For the full article see The Mediterranean Garden No 50, October 2007.

One of the treats of the AGM 2007 in Athens will be a visit to the library at the Goulandris Natural History Museum. John Rendall describes the history of some of the rare books which will be on display. Pictured below are a few of the plates from Sibthorp’s Flora Graeca; two of the original ten volumes are in the library.

John Rendall writes:
“John Sibthorp (1758-1796) must take pride of place as the originator of the modern treatment of the Greek flora. Sibthorp, who succeeded his father Humphrey Waldo Sibthorp as Sherardian Professor of Botany at Oxford, studied medicine and botany at Oxford, Edinburgh, Paris and Montpellier.  In Vienna, where he travelled in 1785 to examine the Codex Vindobonensis he was introduced to a young artist named Ferdinand Bauer, whom he persuaded to accompany him on his ensuing expedition to Greece and the Levant. Sibthorp subsequently made a second visit to this area in 1794-1795. During the course of it he contracted the illness, usually identified as tuberculosis, from which he died a few months after returning to England.
Sibthorp’s ten-volume Flora Graeca, superbly illustrated by Ferdinand Bauer, took 54 years to produce, the last volume appearing in 1840. Bauer remained behind in Oxford working on the illustrations from the specimens already collected when Sibthorp set out on his last expedition.
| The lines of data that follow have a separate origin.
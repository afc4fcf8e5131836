use std::path::{Path, PathBuf};
use std::time::Duration;

use anyhow::{bail, Context, Result};
use clap::{Args, ValueEnum};
use serde::Deserialize;

use crate::device::{syscalls, DEFAULT_DEVICE_PREFIXES};
use crate::estimator::histogram::DEFAULT_MAX_VALUE;
use crate::estimator::reservoir::DEFAULT_CAPACITY;
use crate::estimator::sketch::DEFAULT_ALPHA;
use crate::estimator::Strategy;
use crate::ingest::DEFAULT_FLUSH_EVERY;
use crate::tracer::DEFAULT_RING_BUFFER_SIZE;

/// Percentiles shown in latency views.
pub const LATENCY_PERCENTILES: &[f64] = &[50.0, 90.0, 95.0, 99.0, 99.9];

/// Percentiles shown in the queue view.
pub const QUEUE_PERCENTILES: &[f64] = &[
    10.0, 20.0, 30.0, 40.0, 50.0, 60.0, 70.0, 80.0, 90.0, 95.0, 99.0, 99.5, 99.9, 99.95, 99.99,
    99.995, 99.999, 100.0,
];

/// What is measured.
#[derive(Debug, Clone, Copy, PartialEq, Eq, Default, Deserialize, ValueEnum)]
#[serde(rename_all = "lowercase")]
pub enum Mode {
    /// Block I/O latency per device, from kernel tracepoints.
    #[default]
    Block,
    /// Syscall latency per syscall number, from kernel tracepoints.
    Syscall,
    /// Queue depth per device, polled from sysfs.
    Queue,
}

impl Mode {
    pub fn is_latency(self) -> bool {
        matches!(self, Self::Block | Self::Syscall)
    }

    pub fn title(self) -> &'static str {
        match self {
            Self::Block => "Block I/O Latency Monitor",
            Self::Syscall => "Syscall Latency Monitor",
            Self::Queue => "Block I/O Queue Monitor",
        }
    }
}

/// Quantile estimator family.
#[derive(Debug, Clone, Copy, PartialEq, Eq, Deserialize, ValueEnum)]
#[serde(rename_all = "lowercase")]
pub enum StrategyKind {
    Histogram,
    Reservoir,
    Sketch,
}

/// Devices whose queue depths are summed into one extra entity.
#[derive(Debug, Clone, Deserialize, PartialEq, Eq)]
pub struct GroupConfig {
    pub name: String,
    pub members: Vec<String>,
}

/// Top-level configuration.
#[derive(Debug, Clone, Deserialize)]
pub struct Config {
    /// Logging verbosity (trace, debug, info, warn, error). Default: "info".
    #[serde(default = "default_log_level")]
    pub log_level: String,

    /// What to measure. Default: block.
    #[serde(default)]
    pub mode: Mode,

    /// Comma-separated device names or `major:minor` pairs. Empty tracks
    /// every device matching `device_prefixes`.
    #[serde(default)]
    pub devices: String,

    /// Syscall names or numbers to trace. Default: a storage-oriented set.
    #[serde(default = "default_syscalls")]
    pub syscalls: Vec<String>,

    /// Only trace syscalls made by tasks with this command name.
    #[serde(default)]
    pub process_name: Option<String>,

    /// Interval statistics reset period. Default: 10s.
    #[serde(default = "default_interval", with = "humantime_serde")]
    pub interval: Duration,

    /// Render period. Default: 100ms for latency modes, 16ms for queue mode.
    #[serde(default, with = "humantime_serde")]
    pub frame_interval: Option<Duration>,

    /// Append frames instead of redrawing the screen.
    #[serde(default)]
    pub batch: bool,

    /// Estimator. Default: sketch for latency modes, reservoir for queue mode.
    #[serde(default)]
    pub strategy: Option<StrategyKind>,

    /// Sketch relative accuracy in (0, 1). Default: 0.01.
    #[serde(default = "default_alpha")]
    pub alpha: f64,

    /// Reservoir capacity. Default: 10000.
    #[serde(default = "default_reservoir_size")]
    pub reservoir_size: usize,

    /// Largest value the exact histogram resolves. Default: 255.
    #[serde(default = "default_histogram_max")]
    pub histogram_max: u64,

    /// Delay between polls in queue mode. Unset polls in a tight loop.
    #[serde(default, with = "humantime_serde")]
    pub poll_interval: Option<Duration>,

    /// Samples buffered before each state flush. Default: 1000.
    #[serde(default = "default_flush_every")]
    pub flush_every: usize,

    /// Percentiles to display, each in [0, 100].
    #[serde(default)]
    pub percentiles: Option<Vec<f64>>,

    /// Show the five largest values per entity.
    #[serde(default)]
    pub show_top: bool,

    /// Root of the sysfs mount. Default: /sys.
    #[serde(default = "default_sysfs_root")]
    pub sysfs_root: PathBuf,

    /// Capacity of the queue between tracer and aggregation. Default: 65536.
    #[serde(default = "default_event_queue_capacity")]
    pub event_queue_capacity: usize,

    /// BPF ring buffer size in bytes. Default: 8MB.
    #[serde(default = "default_ring_buffer_size")]
    pub ring_buffer_size: u32,

    /// Device name prefixes tracked when no device filter is given.
    #[serde(default = "default_device_prefixes")]
    pub device_prefixes: Vec<String>,

    /// Queue-mode device groups.
    #[serde(default)]
    pub groups: Vec<GroupConfig>,

    /// Width of the queue utilization bar; also the depth that fills it.
    #[serde(default = "default_queue_bar_width")]
    pub queue_bar_width: usize,
}

/// Command-line values that take precedence over the file.
#[derive(Debug, Default, Clone, Args)]
pub struct CliOverrides {
    /// What to measure.
    #[arg(long, value_enum)]
    pub mode: Option<Mode>,

    /// Device filter: comma-separated names or major:minor (e.g. sdc,8:48).
    #[arg(short, long)]
    pub devices: Option<String>,

    /// Interval statistics reset period (e.g. 10s, 1m).
    #[arg(short, long, value_parser = humantime::parse_duration)]
    pub interval: Option<Duration>,

    /// Batch mode: append frames, never clear the screen.
    #[arg(long)]
    pub batch: bool,

    /// Quantile estimator.
    #[arg(long, value_enum)]
    pub strategy: Option<StrategyKind>,

    /// Sketch relative accuracy, in (0, 1).
    #[arg(long)]
    pub alpha: Option<f64>,

    /// Reservoir capacity.
    #[arg(long)]
    pub reservoir_size: Option<usize>,

    /// Largest value resolved by the exact histogram.
    #[arg(long)]
    pub histogram_max: Option<u64>,

    /// Delay between polls in queue mode; omit for a tight loop.
    #[arg(long, value_parser = humantime::parse_duration)]
    pub poll_interval: Option<Duration>,

    /// Samples buffered before each state flush.
    #[arg(long)]
    pub flush_every: Option<usize>,

    /// Render period.
    #[arg(long, value_parser = humantime::parse_duration)]
    pub frame_interval: Option<Duration>,

    /// Syscalls to trace: comma-separated names or numbers.
    #[arg(short, long, value_delimiter = ',')]
    pub syscalls: Option<Vec<String>>,

    /// Only trace syscalls from tasks with this command name.
    #[arg(short = 'c', long)]
    pub process_name: Option<String>,

    /// Show the five largest values per entity.
    #[arg(long)]
    pub top: bool,
}

fn default_log_level() -> String {
    "info".to_string()
}

fn default_syscalls() -> Vec<String> {
    syscalls::DEFAULT_SYSCALLS
        .iter()
        .map(|s| s.to_string())
        .collect()
}

fn default_interval() -> Duration {
    Duration::from_secs(10)
}

fn default_alpha() -> f64 {
    DEFAULT_ALPHA
}

fn default_reservoir_size() -> usize {
    DEFAULT_CAPACITY
}

fn default_histogram_max() -> u64 {
    DEFAULT_MAX_VALUE
}

fn default_flush_every() -> usize {
    DEFAULT_FLUSH_EVERY
}

fn default_sysfs_root() -> PathBuf {
    PathBuf::from("/sys")
}

fn default_event_queue_capacity() -> usize {
    65_536
}

fn default_ring_buffer_size() -> u32 {
    DEFAULT_RING_BUFFER_SIZE
}

fn default_device_prefixes() -> Vec<String> {
    DEFAULT_DEVICE_PREFIXES
        .iter()
        .map(|s| s.to_string())
        .collect()
}

fn default_queue_bar_width() -> usize {
    30
}

impl Default for Config {
    fn default() -> Self {
        Self {
            log_level: default_log_level(),
            mode: Mode::default(),
            devices: String::new(),
            syscalls: default_syscalls(),
            process_name: None,
            interval: default_interval(),
            frame_interval: None,
            batch: false,
            strategy: None,
            alpha: default_alpha(),
            reservoir_size: default_reservoir_size(),
            histogram_max: default_histogram_max(),
            poll_interval: None,
            flush_every: default_flush_every(),
            percentiles: None,
            show_top: false,
            sysfs_root: default_sysfs_root(),
            event_queue_capacity: default_event_queue_capacity(),
            ring_buffer_size: default_ring_buffer_size(),
            device_prefixes: default_device_prefixes(),
            groups: Vec::new(),
            queue_bar_width: default_queue_bar_width(),
        }
    }
}

impl Config {
    /// Load configuration from a YAML file.
    pub fn load(path: &Path) -> Result<Self> {
        let data = std::fs::read_to_string(path)
            .with_context(|| format!("reading config file {}", path.display()))?;

        let cfg: Config = serde_yaml::from_str(&data)
            .with_context(|| format!("parsing config file {}", path.display()))?;

        Ok(cfg)
    }

    /// Applies command-line values on top of the file or defaults.
    pub fn apply(&mut self, cli: &CliOverrides) {
        if let Some(mode) = cli.mode {
            self.mode = mode;
        }
        if let Some(devices) = &cli.devices {
            self.devices.clone_from(devices);
        }
        if let Some(interval) = cli.interval {
            self.interval = interval;
        }
        self.batch |= cli.batch;
        if cli.strategy.is_some() {
            self.strategy = cli.strategy;
        }
        if let Some(alpha) = cli.alpha {
            self.alpha = alpha;
        }
        if let Some(size) = cli.reservoir_size {
            self.reservoir_size = size;
        }
        if let Some(max) = cli.histogram_max {
            self.histogram_max = max;
        }
        if cli.poll_interval.is_some() {
            self.poll_interval = cli.poll_interval;
        }
        if let Some(n) = cli.flush_every {
            self.flush_every = n;
        }
        if cli.frame_interval.is_some() {
            self.frame_interval = cli.frame_interval;
        }
        if let Some(list) = &cli.syscalls {
            self.syscalls.clone_from(list);
        }
        if cli.process_name.is_some() {
            self.process_name.clone_from(&cli.process_name);
        }
        self.show_top |= cli.top;
    }

    /// Validate the configuration for consistency.
    pub fn validate(&self) -> Result<()> {
        self.strategy()
            .with_context(|| format!("invalid {:?} estimator settings", self.strategy_kind()))?;

        if self.flush_every == 0 {
            bail!("flush_every must be positive");
        }

        if self.interval.is_zero() {
            bail!("interval must be positive");
        }

        if self.frame_interval().is_zero() {
            bail!("frame_interval must be positive");
        }

        if self.poll_interval.is_some_and(|d| d.is_zero()) {
            bail!("poll_interval must be positive when set");
        }

        let percentiles = self.percentiles();
        if percentiles.is_empty() {
            bail!("percentiles must not be empty");
        }
        for &p in percentiles {
            if !(0.0..=100.0).contains(&p) {
                bail!("percentile {p} is outside [0, 100]");
            }
        }

        if self.event_queue_capacity == 0 {
            bail!("event_queue_capacity must be positive");
        }

        if self.ring_buffer_size == 0 {
            bail!("ring_buffer_size must be positive");
        }

        if self.queue_bar_width == 0 {
            bail!("queue_bar_width must be positive");
        }

        if self.mode == Mode::Syscall {
            if self.syscalls.is_empty() {
                bail!("syscalls must not be empty in syscall mode");
            }
            syscalls::parse_list(&self.syscalls)?;
        }

        for group in &self.groups {
            if group.name.is_empty() {
                bail!("group name is required");
            }
            if group.members.is_empty() {
                bail!("group {} has no members", group.name);
            }
        }

        Ok(())
    }

    pub fn strategy_kind(&self) -> StrategyKind {
        self.strategy.unwrap_or(match self.mode {
            Mode::Queue => StrategyKind::Reservoir,
            Mode::Block | Mode::Syscall => StrategyKind::Sketch,
        })
    }

    /// Builds the estimator strategy, validating its parameter.
    pub fn strategy(&self) -> Result<Strategy> {
        match self.strategy_kind() {
            StrategyKind::Histogram => Strategy::histogram(self.histogram_max),
            StrategyKind::Reservoir => Strategy::reservoir(self.reservoir_size),
            StrategyKind::Sketch => Strategy::sketch(self.alpha),
        }
    }

    pub fn frame_interval(&self) -> Duration {
        self.frame_interval.unwrap_or(match self.mode {
            Mode::Queue => Duration::from_millis(16),
            Mode::Block | Mode::Syscall => Duration::from_millis(100),
        })
    }

    pub fn percentiles(&self) -> &[f64] {
        match (&self.percentiles, self.mode) {
            (Some(list), _) => list,
            (None, Mode::Queue) => QUEUE_PERCENTILES,
            (None, _) => LATENCY_PERCENTILES,
        }
    }
}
During his travels with Sibthorp Bauer had no time to complete his illustrations on the spot, so instead made detailed pencil drawings which he annotated with numbers from a colour code that he had developed. His meticulous drawing of Cyclamen persicum, for example, exhibited at the Bodleian Library in Oxford in 1999, shows colour code numbers ranging from 4 to 302. His illustrations for the Flora Graeca deservedly won for him the title of the Leonardo of natural history illustration.
The Flora Graeca was financed by pre-publication subscriptions of 12 guineas. Only 25 copies were printed and such was the price that the British Museum went to court to secure the free copy that was their traditional entitlement – and lost. The library of the Goulandris Natural History Museum in Athens has two of the original ten volumes in its safekeeping and members attending the Annual General Meeting of the MGS in November will be able to inspect these priceless books.”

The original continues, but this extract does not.